**GIVEN INFORMATION:**
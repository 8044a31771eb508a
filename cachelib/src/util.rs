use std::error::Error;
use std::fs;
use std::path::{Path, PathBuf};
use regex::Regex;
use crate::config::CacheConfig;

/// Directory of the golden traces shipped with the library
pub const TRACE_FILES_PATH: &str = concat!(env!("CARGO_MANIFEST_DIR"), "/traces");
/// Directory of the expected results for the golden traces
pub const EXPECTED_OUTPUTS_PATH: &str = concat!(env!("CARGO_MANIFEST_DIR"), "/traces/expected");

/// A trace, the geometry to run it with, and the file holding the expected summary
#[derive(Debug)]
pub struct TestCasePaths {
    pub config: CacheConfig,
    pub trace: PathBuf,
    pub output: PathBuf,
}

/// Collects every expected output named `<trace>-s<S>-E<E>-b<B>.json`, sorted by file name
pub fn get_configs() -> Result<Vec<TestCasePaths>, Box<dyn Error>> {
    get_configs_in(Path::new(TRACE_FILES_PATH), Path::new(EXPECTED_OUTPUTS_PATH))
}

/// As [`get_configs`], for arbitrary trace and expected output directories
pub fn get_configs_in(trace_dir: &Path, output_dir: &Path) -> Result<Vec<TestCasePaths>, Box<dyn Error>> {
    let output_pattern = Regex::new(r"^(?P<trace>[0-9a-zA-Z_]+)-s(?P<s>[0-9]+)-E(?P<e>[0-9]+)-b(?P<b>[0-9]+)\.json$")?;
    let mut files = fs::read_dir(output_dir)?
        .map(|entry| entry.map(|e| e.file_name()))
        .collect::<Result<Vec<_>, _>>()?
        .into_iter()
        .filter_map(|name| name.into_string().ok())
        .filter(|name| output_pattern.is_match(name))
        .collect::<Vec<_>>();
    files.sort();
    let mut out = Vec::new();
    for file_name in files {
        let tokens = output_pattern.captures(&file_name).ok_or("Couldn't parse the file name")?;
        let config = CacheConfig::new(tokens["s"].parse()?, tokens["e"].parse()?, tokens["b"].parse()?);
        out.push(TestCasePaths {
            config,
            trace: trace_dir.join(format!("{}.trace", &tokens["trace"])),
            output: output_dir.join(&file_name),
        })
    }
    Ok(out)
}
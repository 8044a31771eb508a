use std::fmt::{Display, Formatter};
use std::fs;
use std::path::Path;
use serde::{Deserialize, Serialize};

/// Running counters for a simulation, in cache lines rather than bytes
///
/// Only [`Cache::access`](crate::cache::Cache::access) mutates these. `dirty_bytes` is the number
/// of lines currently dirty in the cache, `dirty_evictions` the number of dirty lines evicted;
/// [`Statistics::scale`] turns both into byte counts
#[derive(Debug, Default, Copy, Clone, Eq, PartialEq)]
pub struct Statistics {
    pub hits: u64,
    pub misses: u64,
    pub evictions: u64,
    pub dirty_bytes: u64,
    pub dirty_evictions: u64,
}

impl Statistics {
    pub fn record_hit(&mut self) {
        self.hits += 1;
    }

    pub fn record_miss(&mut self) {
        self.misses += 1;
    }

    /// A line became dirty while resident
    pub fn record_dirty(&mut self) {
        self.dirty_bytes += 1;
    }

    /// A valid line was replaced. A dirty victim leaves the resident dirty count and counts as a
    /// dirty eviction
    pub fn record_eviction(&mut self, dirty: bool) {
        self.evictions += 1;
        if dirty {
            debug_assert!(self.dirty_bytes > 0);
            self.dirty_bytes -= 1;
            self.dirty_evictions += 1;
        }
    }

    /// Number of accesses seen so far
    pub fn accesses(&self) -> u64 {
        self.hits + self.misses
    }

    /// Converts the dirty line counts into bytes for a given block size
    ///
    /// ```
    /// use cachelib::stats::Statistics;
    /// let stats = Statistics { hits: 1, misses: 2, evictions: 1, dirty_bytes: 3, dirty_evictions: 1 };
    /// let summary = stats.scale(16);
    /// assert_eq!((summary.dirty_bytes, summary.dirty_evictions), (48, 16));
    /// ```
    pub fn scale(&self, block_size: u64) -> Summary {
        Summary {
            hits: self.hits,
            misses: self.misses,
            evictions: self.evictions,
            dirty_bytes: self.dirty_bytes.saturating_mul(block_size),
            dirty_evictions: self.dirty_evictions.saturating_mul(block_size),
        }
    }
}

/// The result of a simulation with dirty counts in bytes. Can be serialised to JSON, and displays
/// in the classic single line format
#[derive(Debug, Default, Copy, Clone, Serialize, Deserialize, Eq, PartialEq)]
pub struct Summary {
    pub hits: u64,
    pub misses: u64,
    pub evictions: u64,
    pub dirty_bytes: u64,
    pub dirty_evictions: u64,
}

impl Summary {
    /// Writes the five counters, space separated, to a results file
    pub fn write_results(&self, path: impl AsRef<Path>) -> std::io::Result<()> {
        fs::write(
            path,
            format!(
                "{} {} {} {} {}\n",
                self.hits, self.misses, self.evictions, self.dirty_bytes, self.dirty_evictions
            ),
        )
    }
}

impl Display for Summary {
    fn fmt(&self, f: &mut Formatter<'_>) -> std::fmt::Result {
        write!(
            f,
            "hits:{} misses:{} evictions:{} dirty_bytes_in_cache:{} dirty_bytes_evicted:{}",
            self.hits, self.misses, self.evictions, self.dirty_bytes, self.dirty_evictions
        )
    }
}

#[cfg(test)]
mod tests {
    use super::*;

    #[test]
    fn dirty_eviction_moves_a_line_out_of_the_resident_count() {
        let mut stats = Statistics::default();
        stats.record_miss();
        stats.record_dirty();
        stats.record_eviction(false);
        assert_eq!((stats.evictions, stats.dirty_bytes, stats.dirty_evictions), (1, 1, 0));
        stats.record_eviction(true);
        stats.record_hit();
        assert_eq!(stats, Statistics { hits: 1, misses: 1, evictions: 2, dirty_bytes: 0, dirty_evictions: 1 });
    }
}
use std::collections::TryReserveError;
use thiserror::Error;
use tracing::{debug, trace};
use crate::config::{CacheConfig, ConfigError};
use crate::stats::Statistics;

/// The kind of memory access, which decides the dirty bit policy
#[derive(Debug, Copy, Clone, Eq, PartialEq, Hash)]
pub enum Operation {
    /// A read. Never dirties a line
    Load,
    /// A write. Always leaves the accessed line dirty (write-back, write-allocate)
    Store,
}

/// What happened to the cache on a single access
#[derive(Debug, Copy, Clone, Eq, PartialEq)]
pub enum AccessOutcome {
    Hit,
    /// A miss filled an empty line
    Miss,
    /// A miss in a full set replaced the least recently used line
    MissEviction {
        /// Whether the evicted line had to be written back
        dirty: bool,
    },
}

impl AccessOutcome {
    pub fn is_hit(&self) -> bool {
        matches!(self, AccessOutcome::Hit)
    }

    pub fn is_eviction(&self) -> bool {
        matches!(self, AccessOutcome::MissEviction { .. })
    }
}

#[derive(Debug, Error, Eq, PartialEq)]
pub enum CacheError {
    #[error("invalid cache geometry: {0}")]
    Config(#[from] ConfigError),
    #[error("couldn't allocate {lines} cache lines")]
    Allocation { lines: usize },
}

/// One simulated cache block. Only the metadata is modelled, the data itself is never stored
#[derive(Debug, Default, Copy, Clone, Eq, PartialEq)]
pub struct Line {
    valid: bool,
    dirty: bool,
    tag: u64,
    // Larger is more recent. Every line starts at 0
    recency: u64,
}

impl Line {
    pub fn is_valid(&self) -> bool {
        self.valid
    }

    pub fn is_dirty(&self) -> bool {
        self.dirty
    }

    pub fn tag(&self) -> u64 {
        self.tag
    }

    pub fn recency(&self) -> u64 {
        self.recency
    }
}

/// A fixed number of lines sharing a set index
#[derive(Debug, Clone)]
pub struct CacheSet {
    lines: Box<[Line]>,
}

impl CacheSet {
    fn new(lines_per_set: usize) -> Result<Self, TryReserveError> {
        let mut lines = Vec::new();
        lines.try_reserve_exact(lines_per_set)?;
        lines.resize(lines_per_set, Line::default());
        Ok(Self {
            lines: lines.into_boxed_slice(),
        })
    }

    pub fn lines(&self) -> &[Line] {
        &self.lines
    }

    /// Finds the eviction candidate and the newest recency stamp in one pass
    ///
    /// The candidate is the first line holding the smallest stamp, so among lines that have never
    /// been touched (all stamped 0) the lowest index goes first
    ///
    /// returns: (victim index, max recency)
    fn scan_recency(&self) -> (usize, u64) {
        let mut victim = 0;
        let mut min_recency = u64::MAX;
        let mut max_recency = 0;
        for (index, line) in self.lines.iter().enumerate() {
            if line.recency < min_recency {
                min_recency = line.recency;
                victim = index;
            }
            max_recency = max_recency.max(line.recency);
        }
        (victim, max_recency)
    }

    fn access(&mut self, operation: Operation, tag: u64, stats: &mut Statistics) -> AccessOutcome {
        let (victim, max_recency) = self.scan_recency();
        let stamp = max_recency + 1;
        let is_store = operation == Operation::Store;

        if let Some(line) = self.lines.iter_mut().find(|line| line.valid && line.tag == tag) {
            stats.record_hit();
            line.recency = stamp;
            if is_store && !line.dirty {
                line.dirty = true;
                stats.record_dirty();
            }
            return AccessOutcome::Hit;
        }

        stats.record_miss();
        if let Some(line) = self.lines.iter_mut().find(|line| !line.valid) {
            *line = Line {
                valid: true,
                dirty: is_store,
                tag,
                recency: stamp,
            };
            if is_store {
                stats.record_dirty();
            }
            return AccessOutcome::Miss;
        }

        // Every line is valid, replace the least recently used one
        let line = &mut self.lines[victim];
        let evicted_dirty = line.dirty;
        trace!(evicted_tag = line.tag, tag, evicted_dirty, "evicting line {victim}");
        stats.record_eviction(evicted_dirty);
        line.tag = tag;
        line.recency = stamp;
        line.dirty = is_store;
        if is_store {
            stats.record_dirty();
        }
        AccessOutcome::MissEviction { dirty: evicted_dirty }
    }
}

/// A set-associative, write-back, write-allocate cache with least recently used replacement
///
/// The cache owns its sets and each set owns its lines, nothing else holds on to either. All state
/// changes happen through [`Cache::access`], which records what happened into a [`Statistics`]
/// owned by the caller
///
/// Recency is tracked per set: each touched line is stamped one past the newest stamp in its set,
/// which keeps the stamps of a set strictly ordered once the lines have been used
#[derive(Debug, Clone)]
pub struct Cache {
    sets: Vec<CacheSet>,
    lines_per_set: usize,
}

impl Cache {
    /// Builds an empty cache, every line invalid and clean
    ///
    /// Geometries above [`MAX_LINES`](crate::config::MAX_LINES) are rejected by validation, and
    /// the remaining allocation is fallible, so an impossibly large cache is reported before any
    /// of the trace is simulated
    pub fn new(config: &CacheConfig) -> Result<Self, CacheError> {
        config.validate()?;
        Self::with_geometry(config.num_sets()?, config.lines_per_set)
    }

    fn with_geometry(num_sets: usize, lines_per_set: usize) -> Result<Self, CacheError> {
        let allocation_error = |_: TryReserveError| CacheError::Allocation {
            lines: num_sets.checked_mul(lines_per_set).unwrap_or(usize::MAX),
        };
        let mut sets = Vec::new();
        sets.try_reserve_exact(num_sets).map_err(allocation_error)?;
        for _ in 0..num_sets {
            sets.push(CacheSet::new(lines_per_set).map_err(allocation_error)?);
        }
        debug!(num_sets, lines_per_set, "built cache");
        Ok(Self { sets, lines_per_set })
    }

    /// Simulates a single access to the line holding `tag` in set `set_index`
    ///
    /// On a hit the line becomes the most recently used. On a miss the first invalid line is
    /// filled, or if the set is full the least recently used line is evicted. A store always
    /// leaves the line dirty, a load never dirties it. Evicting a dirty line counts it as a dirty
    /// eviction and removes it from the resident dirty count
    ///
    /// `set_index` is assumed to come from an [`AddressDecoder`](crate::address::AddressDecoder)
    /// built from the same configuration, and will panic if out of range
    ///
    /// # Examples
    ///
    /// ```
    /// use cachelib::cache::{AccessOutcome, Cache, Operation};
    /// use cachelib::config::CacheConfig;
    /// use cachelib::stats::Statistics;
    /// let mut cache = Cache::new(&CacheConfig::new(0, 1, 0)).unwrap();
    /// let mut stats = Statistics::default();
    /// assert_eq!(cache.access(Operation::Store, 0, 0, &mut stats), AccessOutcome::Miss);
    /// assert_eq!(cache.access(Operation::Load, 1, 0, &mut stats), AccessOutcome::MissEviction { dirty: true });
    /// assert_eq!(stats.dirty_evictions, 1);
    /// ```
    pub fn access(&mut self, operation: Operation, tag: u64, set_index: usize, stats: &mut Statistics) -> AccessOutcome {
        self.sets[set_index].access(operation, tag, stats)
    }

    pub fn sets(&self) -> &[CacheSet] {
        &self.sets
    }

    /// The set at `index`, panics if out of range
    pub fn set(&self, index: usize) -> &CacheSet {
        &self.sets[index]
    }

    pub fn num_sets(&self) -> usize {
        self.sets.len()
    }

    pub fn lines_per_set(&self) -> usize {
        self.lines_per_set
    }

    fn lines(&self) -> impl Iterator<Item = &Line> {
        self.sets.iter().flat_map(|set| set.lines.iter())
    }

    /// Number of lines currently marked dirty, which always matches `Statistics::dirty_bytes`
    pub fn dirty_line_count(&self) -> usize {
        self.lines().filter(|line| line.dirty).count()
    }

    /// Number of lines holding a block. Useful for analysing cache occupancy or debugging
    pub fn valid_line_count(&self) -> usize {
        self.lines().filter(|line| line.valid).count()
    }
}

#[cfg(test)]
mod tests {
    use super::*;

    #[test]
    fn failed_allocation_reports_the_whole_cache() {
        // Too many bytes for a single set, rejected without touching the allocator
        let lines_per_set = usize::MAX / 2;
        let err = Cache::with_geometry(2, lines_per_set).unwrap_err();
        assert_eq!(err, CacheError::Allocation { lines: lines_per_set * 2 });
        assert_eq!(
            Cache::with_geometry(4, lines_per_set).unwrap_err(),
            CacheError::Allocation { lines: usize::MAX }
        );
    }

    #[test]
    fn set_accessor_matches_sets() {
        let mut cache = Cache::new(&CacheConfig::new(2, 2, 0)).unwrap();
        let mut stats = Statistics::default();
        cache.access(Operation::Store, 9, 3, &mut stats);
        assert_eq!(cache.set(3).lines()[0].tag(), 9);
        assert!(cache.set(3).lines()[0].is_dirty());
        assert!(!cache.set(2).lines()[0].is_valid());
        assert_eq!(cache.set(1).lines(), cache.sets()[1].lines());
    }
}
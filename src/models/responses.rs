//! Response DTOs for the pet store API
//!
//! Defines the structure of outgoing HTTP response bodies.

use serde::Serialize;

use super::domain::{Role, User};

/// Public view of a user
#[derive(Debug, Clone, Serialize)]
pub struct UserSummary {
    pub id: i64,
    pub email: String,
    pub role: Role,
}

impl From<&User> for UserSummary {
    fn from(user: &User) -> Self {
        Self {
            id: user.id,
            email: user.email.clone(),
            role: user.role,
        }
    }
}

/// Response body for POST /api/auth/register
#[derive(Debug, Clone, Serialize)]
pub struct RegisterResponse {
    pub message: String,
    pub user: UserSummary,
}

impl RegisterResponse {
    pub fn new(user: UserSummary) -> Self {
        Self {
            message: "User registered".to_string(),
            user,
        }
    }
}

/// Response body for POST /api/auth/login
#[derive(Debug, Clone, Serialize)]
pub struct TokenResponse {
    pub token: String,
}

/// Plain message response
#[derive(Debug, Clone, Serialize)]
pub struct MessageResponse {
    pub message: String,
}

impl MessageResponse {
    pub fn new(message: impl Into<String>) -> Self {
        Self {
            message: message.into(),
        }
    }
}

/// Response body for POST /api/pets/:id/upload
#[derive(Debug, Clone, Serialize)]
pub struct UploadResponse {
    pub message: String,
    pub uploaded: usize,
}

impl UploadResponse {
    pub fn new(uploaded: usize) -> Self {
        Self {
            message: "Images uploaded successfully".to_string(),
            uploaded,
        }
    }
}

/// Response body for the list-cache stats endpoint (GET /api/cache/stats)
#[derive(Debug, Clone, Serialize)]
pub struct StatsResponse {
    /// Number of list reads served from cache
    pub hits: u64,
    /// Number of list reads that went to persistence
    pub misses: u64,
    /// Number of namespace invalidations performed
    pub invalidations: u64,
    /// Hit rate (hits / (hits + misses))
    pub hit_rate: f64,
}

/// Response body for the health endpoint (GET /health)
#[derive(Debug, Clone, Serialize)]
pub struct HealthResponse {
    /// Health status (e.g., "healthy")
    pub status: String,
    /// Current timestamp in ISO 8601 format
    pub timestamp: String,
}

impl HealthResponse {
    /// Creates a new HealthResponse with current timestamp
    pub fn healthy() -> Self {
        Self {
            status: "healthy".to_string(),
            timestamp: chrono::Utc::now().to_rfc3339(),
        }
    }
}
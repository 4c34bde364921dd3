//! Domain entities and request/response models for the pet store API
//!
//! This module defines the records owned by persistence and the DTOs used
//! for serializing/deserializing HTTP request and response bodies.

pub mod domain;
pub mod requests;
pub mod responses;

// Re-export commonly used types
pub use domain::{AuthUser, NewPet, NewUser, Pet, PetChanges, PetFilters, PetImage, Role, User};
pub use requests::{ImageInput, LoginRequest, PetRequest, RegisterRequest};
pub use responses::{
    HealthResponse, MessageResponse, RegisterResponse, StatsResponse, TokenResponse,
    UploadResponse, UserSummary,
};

**BRIEF:** Show the lines of the material that contain the word "been".

**ANSWER SECTION:**
    /// been touched (all stamped 0) the lowest index goes first
/// which keeps the stamps of a set strictly ordered once the lines have been used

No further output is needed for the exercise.